Differences and advantages between GitHub and GitLab

Question:

Today I became aware of GitLab, I saw that many big companies, like NASA and SpaceX, use it. I would like to know what are its differences with GitHub, main advantages and disadvantages in using it, if it is worth using it together with GitHub, or just choose and use only one of the two, etc.

Answer:

A basic comparison can be found on this page and has been freely translated here:

Release date of:

  • GitLab: September 2011
  • GitHub: April 2008

Both have been on the market for a considerable amount of time and are reliable.

Price:

  • GitLab: allows the creation of numerous public and private repositories for free, as well as numerous collaborators;
  • GitHub: allows the creation of numerous public and private repositories for free (The free private repositories for Github went into effect on 07/01/2019);

If you want to use the service without exposing the source code, use GitLab's private repositories.
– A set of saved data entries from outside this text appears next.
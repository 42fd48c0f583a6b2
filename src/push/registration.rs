//! Device registration for push delivery

use std::sync::Arc;

use log::{debug, error, info};

use super::{NotificationSurface, Permission, PushProvider};
use crate::error::Error;
use crate::notifications::{DeviceRegistration, NotificationsClient};
use crate::session::SessionController;

/// How a registration attempt ended. Only `Registered` reached the backend.
#[derive(Debug, Clone, PartialEq, Eq)]
pub enum RegistrationOutcome {
    Registered,
    PermissionDenied,
    NoToken,
    NoUser,
    Failed(String),
}

/// Requests permission, obtains a device token and hands it to the backend.
///
/// Push is an optional enhancement: every failure is logged and reported as
/// an outcome, never as an error.
#[derive(Clone)]
pub struct PushRegistrar {
    surface: Arc<dyn NotificationSurface>,
    provider: Arc<dyn PushProvider>,
    notifications: NotificationsClient,
    session: SessionController,
    vapid_key: String,
}

impl PushRegistrar {
    pub fn new(
        surface: Arc<dyn NotificationSurface>,
        provider: Arc<dyn PushProvider>,
        notifications: NotificationsClient,
        session: SessionController,
        vapid_key: &str,
    ) -> Self {
        Self {
            surface,
            provider,
            notifications,
            session,
            vapid_key: vapid_key.to_string(),
        }
    }

    pub async fn register_for_push(&self) -> RegistrationOutcome {
        match self.try_register().await {
            Ok(outcome) => {
                debug!("Push registration finished: {:?}", outcome);
                outcome
            }
            Err(e) => {
                error!("Push registration failed: {}", e);
                RegistrationOutcome::Failed(e.to_string())
            }
        }
    }

    async fn try_register(&self) -> Result<RegistrationOutcome, Error> {
        if self.surface.request_permission().await? != Permission::Granted {
            return Ok(RegistrationOutcome::PermissionDenied);
        }

        let registration = self.provider.worker_ready().await?;

        let token = match self.provider.get_token(&registration, &self.vapid_key).await? {
            Some(token) if !token.is_empty() => token,
            _ => return Ok(RegistrationOutcome::NoToken),
        };

        let user = match self.session.user()? {
            Some(user) => user,
            None => return Ok(RegistrationOutcome::NoUser),
        };

        self.notifications
            .register_device(&DeviceRegistration {
                token,
                user_id: user.id.clone(),
                role: user.role.clone(),
            })
            .await?;

        info!("Registered push token for user {}", user.id);
        Ok(RegistrationOutcome::Registered)
    }
}
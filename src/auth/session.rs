//! Session data for the logged-in operator

use serde::{Deserialize, Serialize};

/// Session data
#[derive(Debug, Clone, PartialEq, Serialize, Deserialize)]
pub struct Session {
    /// The bearer token issued by `/auth/login`
    pub token: String,

    /// The profile of the logged-in user
    pub user: User,
}

/// User profile as returned by the backend and persisted under the `user` key
#[derive(Debug, Clone, PartialEq, Serialize, Deserialize)]
pub struct User {
    /// The user ID
    #[serde(deserialize_with = "crate::wire::id")]
    pub id: String,

    /// The user's email address
    #[serde(rename = "correoElectronico", default, skip_serializing_if = "Option::is_none")]
    pub email: Option<String>,

    /// The user's role
    #[serde(rename = "rol")]
    pub role: String,

    /// Any other profile fields, kept so the stored profile round-trips
    #[serde(flatten)]
    pub extra: serde_json::Map<String, serde_json::Value>,
}

impl Session {
    /// Create a new session
    pub fn new(token: impl Into<String>, user: User) -> Self {
        Self {
            token: token.into(),
            user,
        }
    }

    /// Whether this session may render protected pages
    pub fn is_admin(&self, admin_role: &str) -> bool {
        !self.token.is_empty() && self.user.role == admin_role
    }
}

impl User {
    pub fn new(id: impl Into<String>, email: Option<&str>, role: impl Into<String>) -> Self {
        Self {
            id: id.into(),
            email: email.map(str::to_string),
            role: role.into(),
            extra: serde_json::Map::new(),
        }
    }
}
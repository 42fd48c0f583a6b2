//! Push notifications: registration, background delivery and routing
//!
//! The browser pieces (permission prompt, worker registration, OS
//! notification surface, window list) sit behind the traits in this module.

mod dispatch;
mod registration;
mod worker;

use std::collections::HashMap;

use async_trait::async_trait;
use serde::{Deserialize, Serialize};

use crate::error::Error;

pub use dispatch::*;
pub use registration::*;
pub use worker::*;

/// Message delivered by the push provider
#[derive(Debug, Clone, Default, PartialEq, Serialize, Deserialize)]
pub struct PushMessage {
    /// Display part of the message
    #[serde(default, skip_serializing_if = "Option::is_none")]
    pub notification: Option<PushNotification>,

    /// Free-form payload, e.g. `reservaId` or `url`
    #[serde(default)]
    pub data: HashMap<String, String>,
}

#[derive(Debug, Clone, Default, PartialEq, Serialize, Deserialize)]
pub struct PushNotification {
    #[serde(default)]
    pub title: Option<String>,
    #[serde(default)]
    pub body: Option<String>,
}

impl PushMessage {
    pub fn new(title: &str, body: &str) -> Self {
        Self {
            notification: Some(PushNotification {
                title: Some(title.to_string()),
                body: Some(body.to_string()),
            }),
            data: HashMap::new(),
        }
    }

    pub fn with_data(mut self, key: &str, value: &str) -> Self {
        self.data.insert(key.to_string(), value.to_string());
        self
    }

    pub fn title(&self) -> Option<&str> {
        self.notification
            .as_ref()
            .and_then(|n| n.title.as_deref())
            .filter(|t| !t.is_empty())
    }

    pub fn body(&self) -> Option<&str> {
        self.notification
            .as_ref()
            .and_then(|n| n.body.as_deref())
            .filter(|b| !b.is_empty())
    }
}

/// Notification permission as reported by the platform
#[derive(Debug, Clone, Copy, PartialEq, Eq)]
pub enum Permission {
    Granted,
    Denied,
    /// The user has not answered yet
    Prompt,
}

/// Handle to the background worker registration a device token is scoped to
#[derive(Debug, Clone, PartialEq, Eq)]
pub struct WorkerRegistration {
    pub scope: String,
}

/// Action button on an OS notification
#[derive(Debug, Clone, PartialEq, Eq)]
pub struct NotificationAction {
    pub action: String,
    pub title: String,
}

/// OS-level notification to display
#[derive(Debug, Clone, PartialEq)]
pub struct DisplayNotification {
    pub title: String,
    pub body: String,
    pub icon: String,
    pub badge: Option<String>,
    /// Notifications sharing a tag replace each other
    pub tag: Option<String>,
    pub require_interaction: bool,
    pub data: HashMap<String, String>,
    pub actions: Vec<NotificationAction>,
}

/// An open application window
#[derive(Debug, Clone, PartialEq, Eq)]
pub struct WindowClient {
    pub id: String,
    pub url: String,
}

/// Push provider SDK: issues device tokens
#[async_trait]
pub trait PushProvider: Send + Sync {
    /// Wait until the background worker is registered and active
    async fn worker_ready(&self) -> Result<WorkerRegistration, Error>;

    /// Obtain a device token scoped to the worker registration
    async fn get_token(
        &self,
        registration: &WorkerRegistration,
        vapid_key: &str,
    ) -> Result<Option<String>, Error>;
}

/// Platform notification API
#[async_trait]
pub trait NotificationSurface: Send + Sync {
    /// Current permission, without prompting
    fn permission(&self) -> Permission;

    /// Ask the user for permission
    async fn request_permission(&self) -> Result<Permission, Error>;

    async fn show(&self, notification: DisplayNotification) -> Result<(), Error>;

    async fn close(&self, notification: &DisplayNotification) -> Result<(), Error>;
}

/// Window management available to the background worker
#[async_trait]
pub trait WindowClients: Send + Sync {
    /// Every window of the application, including ones the worker does not control
    async fn match_all(&self) -> Result<Vec<WindowClient>, Error>;

    async fn focus(&self, id: &str) -> Result<(), Error>;

    async fn open_window(&self, url: &str) -> Result<(), Error>;
}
If you want to expose the code, it can be either GitLab or GitHub.

Code Review Tools:

  • GitLab: owns;
  • GitHub: owns;

It's not clear on the site what are considered code review tools, but it says they both have them.

Wiki support:

  • GitLab: owns;
  • GitHub: owns;

On both platforms it is possible to create Wikis for the repository for free.

Error tracking:

  • GitLab: owns;
  • GitHub: owns;

Both platforms have issues of control systems for management errors and bugs.

Private branches:

  • GitLab: allows you to create private branches for free;
  • GitHub: allows the creation of private branches only on paid plans;

CI/CD system:

  • GitLab: has free native CI/CD tool (Gitlab-CI-CD);
  • GitHub: depends on third-party tools (usually Travis-CI);

While GitHub works great with Travis-CI, Gitlab has a native system, so it doesn't need to rely on third parties.

Popularity:

  • GitLab: 100,000+ projects;
  • GitHub: 35,000,000+ projects;

Such data is probably quite out of date, but for sure the number of projects on GitHub far outnumbers GitLab. If your project is OpenSource and you expect to have community input, then surely GitHub is best suited. If you don't expect the community to naturally contribute, GitLab will do.


GitLab's graphical interface counts for a lot. It's nicer to use than the GitHub interface, although that's a private opinion and doesn't imply that the GitHub interface is bad. Other points that can affect the choice are integrations with other third-party tools besides CI/CD. GitHub works very well with the main tools on the market, while support for GitLab is much more limited.